• **Exercise**: Your answer should be the entries, repeated exactly.
Top of The data
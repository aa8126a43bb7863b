//! Process configuration read from environment variables.
//!
//! # Invariants
//! - Values are read once, at startup.
//! - Blank provider keys are treated as unset.

use profilemap_core::geocode::{parse_base_url, DEFAULT_MAPBOX_API_BASE};
use profilemap_core::{default_log_level, MapConfig};
use std::env;
use std::net::SocketAddr;
use std::path::PathBuf;
use std::str::FromStr;
use thiserror::Error;

const DEFAULT_BIND: &str = "0.0.0.0:3000";
const DEFAULT_DB_PATH: &str = "profilemap.sqlite3";

#[derive(Debug, Error)]
pub enum ConfigError {
    #[error("invalid {key} value `{value}`: {reason}")]
    Invalid {
        key: &'static str,
        value: String,
        reason: String,
    },
}

#[derive(Debug, Clone, PartialEq, Eq)]
pub struct Config {
    pub bind: SocketAddr,
    pub db_path: PathBuf,
    pub log_level: String,
    /// `None` logs to stderr.
    pub log_dir: Option<String>,
    pub mapbox_token: Option<String>,
    pub mapbox_api_base: String,
    pub static_maps_key: Option<String>,
}

impl Config {
    /// Loads configuration from the process environment.
    pub fn load() -> Result<Self, ConfigError> {
        Self::from_lookup(|key| env::var(key).ok())
    }

    /// Loads configuration through an arbitrary key lookup.
    pub fn from_lookup(lookup: impl Fn(&str) -> Option<String>) -> Result<Self, ConfigError> {
        let var = |key: &str| {
            lookup(key)
                .map(|value| value.trim().to_string())
                .filter(|value| !value.is_empty())
        };

        Ok(Self {
            bind: try_load("PROFILEMAP_BIND", var("PROFILEMAP_BIND"), DEFAULT_BIND)?,
            db_path: var("PROFILEMAP_DB_PATH")
                .map_or_else(|| PathBuf::from(DEFAULT_DB_PATH), PathBuf::from),
            log_level: var("PROFILEMAP_LOG_LEVEL")
                .unwrap_or_else(|| default_log_level().to_string()),
            log_dir: var("PROFILEMAP_LOG_DIR"),
            mapbox_token: var("MAPBOX_TOKEN"),
            mapbox_api_base: api_base(var("MAPBOX_API_BASE"))?,
            static_maps_key: var("GOOGLE_MAPS_STATIC_API_KEY"),
        })
    }

    pub fn map_config(&self) -> MapConfig {
        MapConfig {
            static_maps_key: self.static_maps_key.clone(),
            mapbox_token: self.mapbox_token.clone(),
        }
    }
}

fn try_load<T: FromStr>(
    key: &'static str,
    value: Option<String>,
    default: &str,
) -> Result<T, ConfigError>
where
    T::Err: std::fmt::Display,
{
    let value = value.unwrap_or_else(|| default.to_string());
    value.parse().map_err(|err: T::Err| ConfigError::Invalid {
        key,
        reason: err.to_string(),
        value,
    })
}

fn api_base(value: Option<String>) -> Result<String, ConfigError> {
    let value = value.unwrap_or_else(|| DEFAULT_MAPBOX_API_BASE.to_string());
    match parse_base_url(&value) {
        Ok(_) => Ok(value),
        Err(err) => Err(ConfigError::Invalid {
            key: "MAPBOX_API_BASE",
            reason: err.to_string(),
            value,
        }),
    }
}

#[cfg(test)]
mod tests {
    use super::{Config, ConfigError};
    use std::collections::HashMap;

    fn load(pairs: &[(&str, &str)]) -> Result<Config, ConfigError> {
        let vars: HashMap<String, String> = pairs
            .iter()
            .map(|(key, value)| (key.to_string(), value.to_string()))
            .collect();
        Config::from_lookup(|key| vars.get(key).cloned())
    }

    #[test]
    fn defaults_apply_when_environment_is_empty() {
        let config = load(&[]).unwrap();

        assert_eq!(config.bind.to_string(), "0.0.0.0:3000");
        assert_eq!(config.db_path.to_str(), Some("profilemap.sqlite3"));
        assert_eq!(config.mapbox_api_base, "https://api.mapbox.com");
        assert!(config.log_dir.is_none());
        assert!(config.mapbox_token.is_none());
        assert!(config.static_maps_key.is_none());
    }

    #[test]
    fn blank_provider_keys_are_unset() {
        let config = load(&[("MAPBOX_TOKEN", "  "), ("GOOGLE_MAPS_STATIC_API_KEY", "")]).unwrap();

        assert!(config.mapbox_token.is_none());
        assert_eq!(config.map_config().static_maps_key, None);
    }

    #[test]
    fn explicit_values_override_defaults() {
        let config = load(&[
            ("PROFILEMAP_BIND", "127.0.0.1:8080"),
            ("PROFILEMAP_DB_PATH", "/tmp/p.db"),
            ("PROFILEMAP_LOG_LEVEL", "debug"),
            ("MAPBOX_TOKEN", "pk.abc"),
        ])
        .unwrap();

        assert_eq!(config.bind.port(), 8080);
        assert_eq!(config.db_path.to_str(), Some("/tmp/p.db"));
        assert_eq!(config.log_level, "debug");
        assert_eq!(config.map_config().mapbox_token.as_deref(), Some("pk.abc"));
    }

    #[test]
    fn unparsable_mapbox_api_base_is_rejected() {
        let err = load(&[("MAPBOX_API_BASE", "api.mapbox.com")]).unwrap_err();
        assert!(matches!(
            err,
            ConfigError::Invalid {
                key: "MAPBOX_API_BASE",
                ref value,
                ..
            } if value == "api.mapbox.com"
        ));

        let config = load(&[("MAPBOX_API_BASE", "http://localhost:8089/")]).unwrap();
        assert_eq!(config.mapbox_api_base, "http://localhost:8089/");
    }

    #[test]
    fn unparsable_bind_address_is_rejected() {
        let err = load(&[("PROFILEMAP_BIND", "not-an-address")]).unwrap_err();
        assert!(matches!(
            err,
            ConfigError::Invalid {
                key: "PROFILEMAP_BIND",
                ..
            }
        ));
    }
}
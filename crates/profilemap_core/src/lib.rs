//! Core domain logic for profilemap.
//! This crate is the single source of truth for profile invariants.

pub mod db;
pub mod geocode;
pub mod logging;
pub mod map;
pub mod model;
pub mod repo;
pub mod service;

pub use geocode::{GeocodeError, GeocodeMatch, GeocodeResult, Geocoder, MapboxGeocoder};
pub use logging::{default_log_level, init_logging, logging_status, LogDestination, LoggingError};
pub use map::{InteractiveMap, MapConfig};
pub use model::profile::{
    CoordinateInput, Profile, ProfileDraft, ProfileId, ProfileInput, ProfileValidationError,
};
pub use repo::profile_repo::{
    ProfileListQuery, ProfileRepository, RepoError, RepoResult, SqliteProfileRepository,
};
pub use service::profile_service::{
    Clock, DeleteOutcome, ProfileService, ProfileServiceError, ServiceResult, SystemClock,
};

/// Returns the core crate version.
pub fn core_version() -> &'static str {
    env!("CARGO_PKG_VERSION")
}

#[cfg(test)]
mod tests {
    use super::core_version;

    #[test]
    fn version_is_not_empty() {
        assert!(!core_version().is_empty());
    }
}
Bottom of The data
• **Result of the exercise**:
repository aa8126a43bb7863b
//! Process configuration read from environment variables.
//!
//! # Invariants
//! - Values are read once, at startup.
//! - Blank provider keys are treated as unset.

use profilemap_core::geocode::{parse_base_url, DEFAULT_MAPBOX_API_BASE};
use profilemap_core::{default_log_level, MapConfig};
use std::env;
use std::net::SocketAddr;
use std::path::PathBuf;
use std::str::FromStr;
use thiserror::Error;

const DEFAULT_BIND: &str = "0.0.0.0:3000";
const DEFAULT_DB_PATH: &str = "profilemap.sqlite3";

#[derive(Debug, Error)]
pub enum ConfigError {
    #[error("invalid {key} value `{value}`: {reason}")]
    Invalid {
        key: &'static str,
        value: String,
        reason: String,
    },
}

#[derive(Debug, Clone, PartialEq, Eq)]
pub struct Config {
    pub bind: SocketAddr,
    pub db_path: PathBuf,
    pub log_level: String,
    /// `None` logs to stderr.
    pub log_dir: Option<String>,
    pub mapbox_token: Option<String>,
    pub mapbox_api_base: String,
    pub static_maps_key: Option<String>,
}

impl Config {
    /// Loads configuration from the process environment.
    pub fn load() -> Result<Self, ConfigError> {
        Self::from_lookup(|key| env::var(key).ok())
    }

    /// Loads configuration through an arbitrary key lookup.
    pub fn from_lookup(lookup: impl Fn(&str) -> Option<String>) -> Result<Self, ConfigError> {
        let var = |key: &str| {
            lookup(key)
                .map(|value| value.trim().to_string())
                .filter(|value| !value.is_empty())
        };

        Ok(Self {
            bind: try_load("PROFILEMAP_BIND", var("PROFILEMAP_BIND"), DEFAULT_BIND)?,
            db_path: var("PROFILEMAP_DB_PATH")
                .map_or_else(|| PathBuf::from(DEFAULT_DB_PATH), PathBuf::from),
            log_level: var("PROFILEMAP_LOG_LEVEL")
                .unwrap_or_else(|| default_log_level().to_string()),
            log_dir: var("PROFILEMAP_LOG_DIR"),
            mapbox_token: var("MAPBOX_TOKEN"),
            mapbox_api_base: api_base(var("MAPBOX_API_BASE"))?,
            static_maps_key: var("GOOGLE_MAPS_STATIC_API_KEY"),
        })
    }

    pub fn map_config(&self) -> MapConfig {
        MapConfig {
            static_maps_key: self.static_maps_key.clone(),
            mapbox_token: self.mapbox_token.clone(),
        }
    }
}

fn try_load<T: FromStr>(
    key: &'static str,
    value: Option<String>,
    default: &str,
) -> Result<T, ConfigError>
where
    T::Err: std::fmt::Display,
{
    let value = value.unwrap_or_else(|| default.to_string());
    value.parse().map_err(|err: T::Err| ConfigError::Invalid {
        key,
        reason: err.to_string(),
        value,
    })
}

fn api_base(value: Option<String>) -> Result<String, ConfigError> {
    let value = value.unwrap_or_else(|| DEFAULT_MAPBOX_API_BASE.to_string());
    match parse_base_url(&value) {
        Ok(_) => Ok(value),
        Err(err) => Err(ConfigError::Invalid {
            key: "MAPBOX_API_BASE",
            reason: err.to_string(),
            value,
        }),
    }
}

#[cfg(test)]
mod tests {
    use super::{Config, ConfigError};
    use std::collections::HashMap;

    fn load(pairs: &[(&str, &str)]) -> Result<Config, ConfigError> {
        let vars: HashMap<String, String> = pairs
            .iter()
            .map(|(key, value)| (key.to_string(), value.to_string()))
            .collect();
        Config::from_lookup(|key| vars.get(key).cloned())
    }

    #[test]
    fn defaults_apply_when_environment_is_empty() {
        let config = load(&[]).unwrap();

        assert_eq!(config.bind.to_string(), "0.0.0.0:3000");
        assert_eq!(config.db_path.to_str(), Some("profilemap.sqlite3"));
        assert_eq!(config.mapbox_api_base, "https://api.mapbox.com");
        assert!(config.log_dir.is_none());
        assert!(config.mapbox_token.is_none());
        assert!(config.static_maps_key.is_none());
    }

    #[test]
    fn blank_provider_keys_are_unset() {
        let config = load(&[("MAPBOX_TOKEN", "  "), ("GOOGLE_MAPS_STATIC_API_KEY", "")]).unwrap();

        assert!(config.mapbox_token.is_none());
        assert_eq!(config.map_config().static_maps_key, None);
    }

    #[test]
    fn explicit_values_override_defaults() {
        let config = load(&[
            ("PROFILEMAP_BIND", "127.0.0.1:8080"),
            ("PROFILEMAP_DB_PATH", "/tmp/p.db"),
            ("PROFILEMAP_LOG_LEVEL", "debug"),
            ("MAPBOX_TOKEN", "pk.abc"),
        ])
        .unwrap();

        assert_eq!(config.bind.port(), 8080);
        assert_eq!(config.db_path.to_str(), Some("/tmp/p.db"));
        assert_eq!(config.log_level, "debug");
        assert_eq!(config.map_config().mapbox_token.as_deref(), Some("pk.abc"));
    }

    #[test]
    fn unparsable_mapbox_api_base_is_rejected() {
        let err = load(&[("MAPBOX_API_BASE", "api.mapbox.com")]).unwrap_err();
        assert!(matches!(
            err,
            ConfigError::Invalid {
                key: "MAPBOX_API_BASE",
                ref value,
                ..
            } if value == "api.mapbox.com"
        ));

        let config = load(&[("MAPBOX_API_BASE", "http://localhost:8089/")]).unwrap();
        assert_eq!(config.mapbox_api_base, "http://localhost:8089/");
    }

    #[test]
    fn unparsable_bind_address_is_rejected() {
        let err = load(&[("PROFILEMAP_BIND", "not-an-address")]).unwrap_err();
        assert!(matches!(
            err,
            ConfigError::Invalid {
                key: "PROFILEMAP_BIND",
                ..
            }
        ));
    }
}
filename crates/profilemap_core/src/lib.rs
//! Core domain logic for profilemap.
//! This crate is the single source of truth for profile invariants.

pub mod db;
pub mod geocode;
pub mod logging;
pub mod map;
pub mod model;
pub mod repo;
pub mod service;

pub use geocode::{GeocodeError, GeocodeMatch, GeocodeResult, Geocoder, MapboxGeocoder};
pub use logging::{default_log_level, init_logging, logging_status, LogDestination, LoggingError};
pub use map::{InteractiveMap, MapConfig};
pub use model::profile::{
    CoordinateInput, Profile, ProfileDraft, ProfileId, ProfileInput, ProfileValidationError,
};
pub use repo::profile_repo::{
    ProfileListQuery, ProfileRepository, RepoError, RepoResult, SqliteProfileRepository,
};
pub use service::profile_service::{
    Clock, DeleteOutcome, ProfileService, ProfileServiceError, ServiceResult, SystemClock,
};

/// Returns the core crate version.
pub fn core_version() -> &'static str {
    env!("CARGO_PKG_VERSION")
}

#[cfg(test)]
mod tests {
    use super::core_version;

    #[test]
    fn version_is_not_empty() {
        assert!(!core_version().is_empty());
    }
}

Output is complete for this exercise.